** TASK INPUTS follows **

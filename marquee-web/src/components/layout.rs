//! Layout components - page shell and header

use axum::response::Html;

/// Wraps page content in the base document with HTMX and Tailwind loaded.
pub fn render_page(title: &str, content: &str) -> Html<String> {
    let html = format!(
        r#"<!DOCTYPE html>
        <html lang="en">
        <head>
            <title>{title}</title>
            <meta charset="utf-8">
            <meta name="viewport" content="width=device-width, initial-scale=1">
            <script src="https://cdn.tailwindcss.com"></script>
            <script src="https://unpkg.com/htmx.org@1.9.10"></script>
            <link rel="stylesheet" href="/static/app.css">
            <style>
                .htmx-indicator {{ opacity: 0; transition: opacity 0.3s; }}
                .htmx-request .htmx-indicator {{ opacity: 1; }}
                .htmx-request.htmx-indicator {{ opacity: 1; }}
            </style>
        </head>
        <body class="bg-slate-950 text-white min-h-screen font-sans">
            <main>
                <div class="pattern"></div>
                <div class="wrapper max-w-7xl mx-auto px-4 py-8">
                    {content}
                </div>
            </main>
        </body>
        </html>"#
    );

    Html(html)
}

/// Renders the hero banner, headline and the given search box.
pub fn hero_header(search_box: &str) -> String {
    format!(
        r#"<header class="text-center mb-12">
            <img src="/static/hero.png" alt="Hero Banner" class="mx-auto max-w-lg">
            <h1 class="text-4xl font-bold mt-6">Find <span class="text-gradient">movies</span> you'll enjoy without the hassle</h1>
            {search_box}
        </header>"#
    )
}
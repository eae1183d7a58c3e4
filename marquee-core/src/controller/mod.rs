//! Search controller actor
//!
//! Owns the search session (input text, debounced text, results, loading
//! flag, error message, trending list) and orchestrates the movie provider
//! and the analytics backend. Web handlers and the CLI talk to it through a
//! [`ControllerHandle`].

pub mod actor;
pub mod commands;
pub mod core;
pub mod debounce;
pub mod handle;
pub mod state;

#[cfg(any(test, feature = "test-utils"))]
pub mod test_mocks;

pub use actor::spawn_controller;
pub use commands::{ControllerCommand, ControllerEvent};
pub use self::core::SearchController;
pub use debounce::Debouncer;
pub use handle::{ControllerError, ControllerHandle};
pub use state::{Effect, ResultsView, SearchSession, SessionEvent};
#[cfg(any(test, feature = "test-utils"))]
pub use test_mocks::{MockMovieProvider, RecordingAnalytics, sample_movie, sample_trending};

** End of TASK INPUTS **

§ AIM OF THE TASK: All of the data above should be reproduced verbatim.

§ ANSWER BOX:
filename marquee-web/src/components/layout.rs
//! Layout components - page shell and header

use axum::response::Html;

/// Wraps page content in the base document with HTMX and Tailwind loaded.
pub fn render_page(title: &str, content: &str) -> Html<String> {
    let html = format!(
        r#"<!DOCTYPE html>
        <html lang="en">
        <head>
            <title>{title}</title>
            <meta charset="utf-8">
            <meta name="viewport" content="width=device-width, initial-scale=1">
            <script src="https://cdn.tailwindcss.com"></script>
            <script src="https://unpkg.com/htmx.org@1.9.10"></script>
            <link rel="stylesheet" href="/static/app.css">
            <style>
                .htmx-indicator {{ opacity: 0; transition: opacity 0.3s; }}
                .htmx-request .htmx-indicator {{ opacity: 1; }}
                .htmx-request.htmx-indicator {{ opacity: 1; }}
            </style>
        </head>
        <body class="bg-slate-950 text-white min-h-screen font-sans">
            <main>
                <div class="pattern"></div>
                <div class="wrapper max-w-7xl mx-auto px-4 py-8">
                    {content}
                </div>
            </main>
        </body>
        </html>"#
    );

    Html(html)
}

/// Renders the hero banner, headline and the given search box.
pub fn hero_header(search_box: &str) -> String {
    format!(
        r#"<header class="text-center mb-12">
            <img src="/static/hero.png" alt="Hero Banner" class="mx-auto max-w-lg">
            <h1 class="text-4xl font-bold mt-6">Find <span class="text-gradient">movies</span> you'll enjoy without the hassle</h1>
            {search_box}
        </header>"#
    )
}
repository eae1183d7a58c3e4
filename marquee-core/src/controller/mod.rs
//! Search controller actor
//!
//! Owns the search session (input text, debounced text, results, loading
//! flag, error message, trending list) and orchestrates the movie provider
//! and the analytics backend. Web handlers and the CLI talk to it through a
//! [`ControllerHandle`].

pub mod actor;
pub mod commands;
pub mod core;
pub mod debounce;
pub mod handle;
pub mod state;

#[cfg(any(test, feature = "test-utils"))]
pub mod test_mocks;

pub use actor::spawn_controller;
pub use commands::{ControllerCommand, ControllerEvent};
pub use self::core::SearchController;
pub use debounce::Debouncer;
pub use handle::{ControllerError, ControllerHandle};
pub use state::{Effect, ResultsView, SearchSession, SessionEvent};
#[cfg(any(test, feature = "test-utils"))]
pub use test_mocks::{MockMovieProvider, RecordingAnalytics, sample_movie, sample_trending};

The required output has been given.